- **Problem to solve**
Which lines of the records below contain the word "ErrorBody"? Report each of them in full.

-*-*-

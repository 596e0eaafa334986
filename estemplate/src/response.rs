//! Response bodies returned by the cluster

use serde::{Deserialize, Serialize};
use serde_json::{Map, Value};
use std::collections::HashMap;

/// Search (and scroll) response
#[derive(Debug, Clone, Serialize, Deserialize)]
pub struct SearchResponse {
    #[serde(default)]
    pub took: u64,
    #[serde(default)]
    pub timed_out: bool,
    /// Scroll cursor, present when the request opened a scroll window
    #[serde(rename = "_scroll_id", default, skip_serializing_if = "Option::is_none")]
    pub scroll_id: Option<String>,
    #[serde(rename = "_shards", default)]
    pub shards: ShardStats,
    pub hits: HitsResponse,
    #[serde(default, skip_serializing_if = "Option::is_none")]
    pub aggregations: Option<Value>,
    /// Everything else the cluster sent (`suggest`, `profile`, `pit_id`, ...)
    #[serde(flatten)]
    pub extra: Map<String, Value>,
}

impl SearchResponse {
    pub fn total(&self) -> u64 {
        self.hits.total.as_ref().map(|t| t.value).unwrap_or(0)
    }

    pub fn ids(&self) -> Vec<&str> {
        self.hits.hits.iter().map(|h| h.id.as_str()).collect()
    }
}

#[derive(Debug, Clone, Default, Serialize, Deserialize)]
pub struct ShardStats {
    #[serde(default)]
    pub total: u32,
    #[serde(default)]
    pub successful: u32,
    #[serde(default)]
    pub skipped: u32,
    #[serde(default)]
    pub failed: u32,
    /// Per-shard `failures` and any other keys
    #[serde(flatten)]
    pub extra: Map<String, Value>,
}

#[derive(Debug, Clone, Serialize, Deserialize)]
pub struct HitsResponse {
    #[serde(default, skip_serializing_if = "Option::is_none")]
    pub total: Option<TotalHits>,
    #[serde(default)]
    pub max_score: Option<f64>,
    #[serde(default)]
    pub hits: Vec<Hit>,
}

#[derive(Debug, Clone, Serialize, Deserialize)]
pub struct TotalHits {
    pub value: u64,
    pub relation: String,
}

#[derive(Debug, Clone, Serialize, Deserialize)]
pub struct Hit {
    #[serde(rename = "_index")]
    pub index: String,
    #[serde(rename = "_id")]
    pub id: String,
    #[serde(rename = "_score", default)]
    pub score: Option<f64>,
    #[serde(rename = "_source", default, skip_serializing_if = "Option::is_none")]
    pub source: Option<Map<String, Value>>,
    #[serde(default, skip_serializing_if = "Option::is_none")]
    pub highlight: Option<HashMap<String, Vec<String>>>,
    #[serde(default, skip_serializing_if = "Option::is_none")]
    pub sort: Option<Vec<Value>>,
    /// `fields`, `inner_hits`, `matched_queries`, `_version`, `_seq_no`, ...
    #[serde(flatten)]
    pub extra: Map<String, Value>,
}

/// Single-document get response
#[derive(Debug, Clone, Serialize, Deserialize)]
pub struct GetResponse {
    #[serde(rename = "_index", default)]
    pub index: String,
    #[serde(rename = "_id", default)]
    pub id: String,
    #[serde(default)]
    pub found: bool,
    #[serde(rename = "_source", default)]
    pub source: Option<Map<String, Value>>,
}

/// Single-document write response (index, update, delete)
#[derive(Debug, Clone, Serialize, Deserialize)]
pub struct WriteResponse {
    #[serde(rename = "_index", default)]
    pub index: String,
    #[serde(rename = "_id", default)]
    pub id: String,
    #[serde(default)]
    pub result: String,
}

/// Bulk response
#[derive(Debug, Clone, Serialize, Deserialize)]
pub struct BulkResponse {
    #[serde(default)]
    pub took: u64,
    pub errors: bool,
    #[serde(default)]
    pub items: Vec<BulkItemResponse>,
}

/// One item of a bulk response, keyed by the action that produced it
#[derive(Debug, Clone, Default, Serialize, Deserialize)]
pub struct BulkItemResponse {
    #[serde(default, skip_serializing_if = "Option::is_none")]
    pub index: Option<BulkItemResult>,
    #[serde(default, skip_serializing_if = "Option::is_none")]
    pub create: Option<BulkItemResult>,
    #[serde(default, skip_serializing_if = "Option::is_none")]
    pub update: Option<BulkItemResult>,
    #[serde(default, skip_serializing_if = "Option::is_none")]
    pub delete: Option<BulkItemResult>,
}

impl BulkItemResponse {
    pub fn result(&self) -> Option<&BulkItemResult> {
        self.index
            .as_ref()
            .or(self.create.as_ref())
            .or(self.update.as_ref())
            .or(self.delete.as_ref())
    }
}

#[derive(Debug, Clone, Serialize, Deserialize)]
pub struct BulkItemResult {
    #[serde(rename = "_index", default)]
    pub index: String,
    #[serde(rename = "_id", default)]
    pub id: String,
    #[serde(default)]
    pub result: Option<String>,
    #[serde(default)]
    pub status: u16,
    #[serde(default, skip_serializing_if = "Option::is_none")]
    pub error: Option<ErrorCause>,
}

impl BulkResponse {
    /// Whether any item failed
    pub fn has_failures(&self) -> bool {
        self.errors || self.items.iter().any(|i| i.result().is_some_and(|r| r.error.is_some()))
    }

    /// Human-readable summary of all failed items
    pub fn failure_message(&self) -> String {
        let mut message = String::from("failure in bulk execution:");
        for (position, item) in self.items.iter().enumerate() {
            let Some(result) = item.result() else {
                continue;
            };
            if let Some(error) = &result.error {
                message.push_str(&format!(
                    "\n[{}]: index [{}], id [{}], message [{}]",
                    position, result.index, result.id, error
                ));
            }
        }
        message
    }
}

/// Delete-by-query response
#[derive(Debug, Clone, Serialize, Deserialize)]
pub struct DeleteByQueryResponse {
    #[serde(default)]
    pub took: u64,
    #[serde(default)]
    pub deleted: u64,
    #[serde(default)]
    pub total: u64,
    #[serde(default)]
    pub failures: Vec<Value>,
}

/// Clear-scroll response
#[derive(Debug, Clone, Serialize, Deserialize)]
pub struct ClearScrollResponse {
    #[serde(default)]
    pub succeeded: bool,
    #[serde(default)]
    pub num_freed: u64,
}

/// Error envelope returned with non-success statuses
#[derive(Debug, Clone, Serialize, Deserialize)]
pub struct ErrorResponse {
    pub error: ErrorBody,
    #[serde(default)]
    pub status: u16,
}

/// `error` is usually an object, but some endpoints return a bare string
#[derive(Debug, Clone, Serialize, Deserialize)]
#[serde(untagged)]
pub enum ErrorBody {
    Cause(ErrorCause),
    Message(String),
}

#[derive(Debug, Clone, Serialize, Deserialize)]
pub struct ErrorCause {
    #[serde(rename = "type", default)]
    pub error_type: String,
    #[serde(default)]
    pub reason: Option<String>,
}

impl std::fmt::Display for ErrorCause {
    fn fmt(&self, f: &mut std::fmt::Formatter<'_>) -> std::fmt::Result {
        match &self.reason {
            Some(reason) => write!(f, "{}: {}", self.error_type, reason),
            None => write!(f, "{}", self.error_type),
        }
    }
}

impl std::fmt::Display for ErrorBody {
    fn fmt(&self, f: &mut std::fmt::Formatter<'_>) -> std::fmt::Result {
        match self {
            ErrorBody::Cause(cause) => cause.fmt(f),
            ErrorBody::Message(message) => f.write_str(message),
        }
    }
}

-*-*-

- **Response box**
    pub error: ErrorBody,
pub enum ErrorBody {
impl std::fmt::Display for ErrorBody {
            ErrorBody::Cause(cause) => cause.fmt(f),
            ErrorBody::Message(message) => f.write_str(message),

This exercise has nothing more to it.